Nothing in the records should change; write them all out exactly.
--- EXTRACTED RECORDS ---
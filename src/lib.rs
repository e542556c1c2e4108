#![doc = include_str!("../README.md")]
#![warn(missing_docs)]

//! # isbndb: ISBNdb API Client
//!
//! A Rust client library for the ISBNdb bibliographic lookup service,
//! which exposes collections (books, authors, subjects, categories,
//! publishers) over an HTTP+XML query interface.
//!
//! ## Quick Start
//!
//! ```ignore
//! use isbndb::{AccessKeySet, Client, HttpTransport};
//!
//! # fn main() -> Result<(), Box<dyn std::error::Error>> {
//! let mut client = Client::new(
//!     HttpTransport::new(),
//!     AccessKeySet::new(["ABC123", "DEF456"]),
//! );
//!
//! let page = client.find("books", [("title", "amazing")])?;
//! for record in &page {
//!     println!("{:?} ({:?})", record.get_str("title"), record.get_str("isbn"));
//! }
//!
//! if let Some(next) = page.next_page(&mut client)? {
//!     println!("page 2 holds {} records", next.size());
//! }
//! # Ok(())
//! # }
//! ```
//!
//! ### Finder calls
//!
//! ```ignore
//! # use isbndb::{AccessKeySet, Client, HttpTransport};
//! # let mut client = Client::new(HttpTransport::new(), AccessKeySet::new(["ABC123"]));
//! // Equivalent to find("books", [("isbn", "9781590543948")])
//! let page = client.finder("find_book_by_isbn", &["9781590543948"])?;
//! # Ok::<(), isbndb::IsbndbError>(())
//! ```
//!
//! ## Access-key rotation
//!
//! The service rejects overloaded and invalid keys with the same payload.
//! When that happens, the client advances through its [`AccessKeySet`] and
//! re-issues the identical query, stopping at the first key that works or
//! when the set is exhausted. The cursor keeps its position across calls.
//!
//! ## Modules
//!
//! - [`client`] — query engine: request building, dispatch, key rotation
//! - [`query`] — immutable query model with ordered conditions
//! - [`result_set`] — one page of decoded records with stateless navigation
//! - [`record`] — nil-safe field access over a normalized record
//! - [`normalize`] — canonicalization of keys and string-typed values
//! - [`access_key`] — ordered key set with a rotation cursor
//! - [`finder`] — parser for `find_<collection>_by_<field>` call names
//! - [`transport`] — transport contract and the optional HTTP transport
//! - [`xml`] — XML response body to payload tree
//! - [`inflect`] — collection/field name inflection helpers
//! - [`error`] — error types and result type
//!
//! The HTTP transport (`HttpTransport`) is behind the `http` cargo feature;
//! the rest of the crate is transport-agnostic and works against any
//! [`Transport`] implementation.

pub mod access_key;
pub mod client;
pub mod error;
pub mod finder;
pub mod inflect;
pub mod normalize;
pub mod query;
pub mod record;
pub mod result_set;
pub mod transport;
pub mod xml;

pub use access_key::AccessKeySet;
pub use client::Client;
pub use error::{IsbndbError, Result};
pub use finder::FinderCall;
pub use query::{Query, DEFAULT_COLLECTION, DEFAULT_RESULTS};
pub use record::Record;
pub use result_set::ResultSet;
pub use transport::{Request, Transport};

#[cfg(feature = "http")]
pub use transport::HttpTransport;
---
[ANSWER BOX]
filename src/lib.rs
repository e542556c1c2e4108
#![doc = include_str!("../README.md")]
#![warn(missing_docs)]

//! # isbndb: ISBNdb API Client
//!
//! A Rust client library for the ISBNdb bibliographic lookup service,
//! which exposes collections (books, authors, subjects, categories,
//! publishers) over an HTTP+XML query interface.
//!
//! ## Quick Start
//!
//! ```ignore
//! use isbndb::{AccessKeySet, Client, HttpTransport};
//!
//! # fn main() -> Result<(), Box<dyn std::error::Error>> {
//! let mut client = Client::new(
//!     HttpTransport::new(),
//!     AccessKeySet::new(["ABC123", "DEF456"]),
//! );
//!
//! let page = client.find("books", [("title", "amazing")])?;
//! for record in &page {
//!     println!("{:?} ({:?})", record.get_str("title"), record.get_str("isbn"));
//! }
//!
//! if let Some(next) = page.next_page(&mut client)? {
//!     println!("page 2 holds {} records", next.size());
//! }
//! # Ok(())
//! # }
//! ```
//!
//! ### Finder calls
//!
//! ```ignore
//! # use isbndb::{AccessKeySet, Client, HttpTransport};
//! # let mut client = Client::new(HttpTransport::new(), AccessKeySet::new(["ABC123"]));
//! // Equivalent to find("books", [("isbn", "9781590543948")])
//! let page = client.finder("find_book_by_isbn", &["9781590543948"])?;
//! # Ok::<(), isbndb::IsbndbError>(())
//! ```
//!
//! ## Access-key rotation
//!
//! The service rejects overloaded and invalid keys with the same payload.
//! When that happens, the client advances through its [`AccessKeySet`] and
//! re-issues the identical query, stopping at the first key that works or
//! when the set is exhausted. The cursor keeps its position across calls.
//!
//! ## Modules
//!
//! - [`client`] — query engine: request building, dispatch, key rotation
//! - [`query`] — immutable query model with ordered conditions
//! - [`result_set`] — one page of decoded records with stateless navigation
//! - [`record`] — nil-safe field access over a normalized record
//! - [`normalize`] — canonicalization of keys and string-typed values
//! - [`access_key`] — ordered key set with a rotation cursor
//! - [`finder`] — parser for `find_<collection>_by_<field>` call names
//! - [`transport`] — transport contract and the optional HTTP transport
//! - [`xml`] — XML response body to payload tree
//! - [`inflect`] — collection/field name inflection helpers
//! - [`error`] — error types and result type
//!
//! The HTTP transport (`HttpTransport`) is behind the `http` cargo feature;
//! the rest of the crate is transport-agnostic and works against any
//! [`Transport`] implementation.

pub mod access_key;
pub mod client;
pub mod error;
pub mod finder;
pub mod inflect;
pub mod normalize;
pub mod query;
pub mod record;
pub mod result_set;
pub mod transport;
pub mod xml;

pub use access_key::AccessKeySet;
pub use client::Client;
pub use error::{IsbndbError, Result};
pub use finder::FinderCall;
pub use query::{Query, DEFAULT_COLLECTION, DEFAULT_RESULTS};
pub use record::Record;
pub use result_set::ResultSet;
pub use transport::{Request, Transport};

#[cfg(feature = "http")]
pub use transport::HttpTransport;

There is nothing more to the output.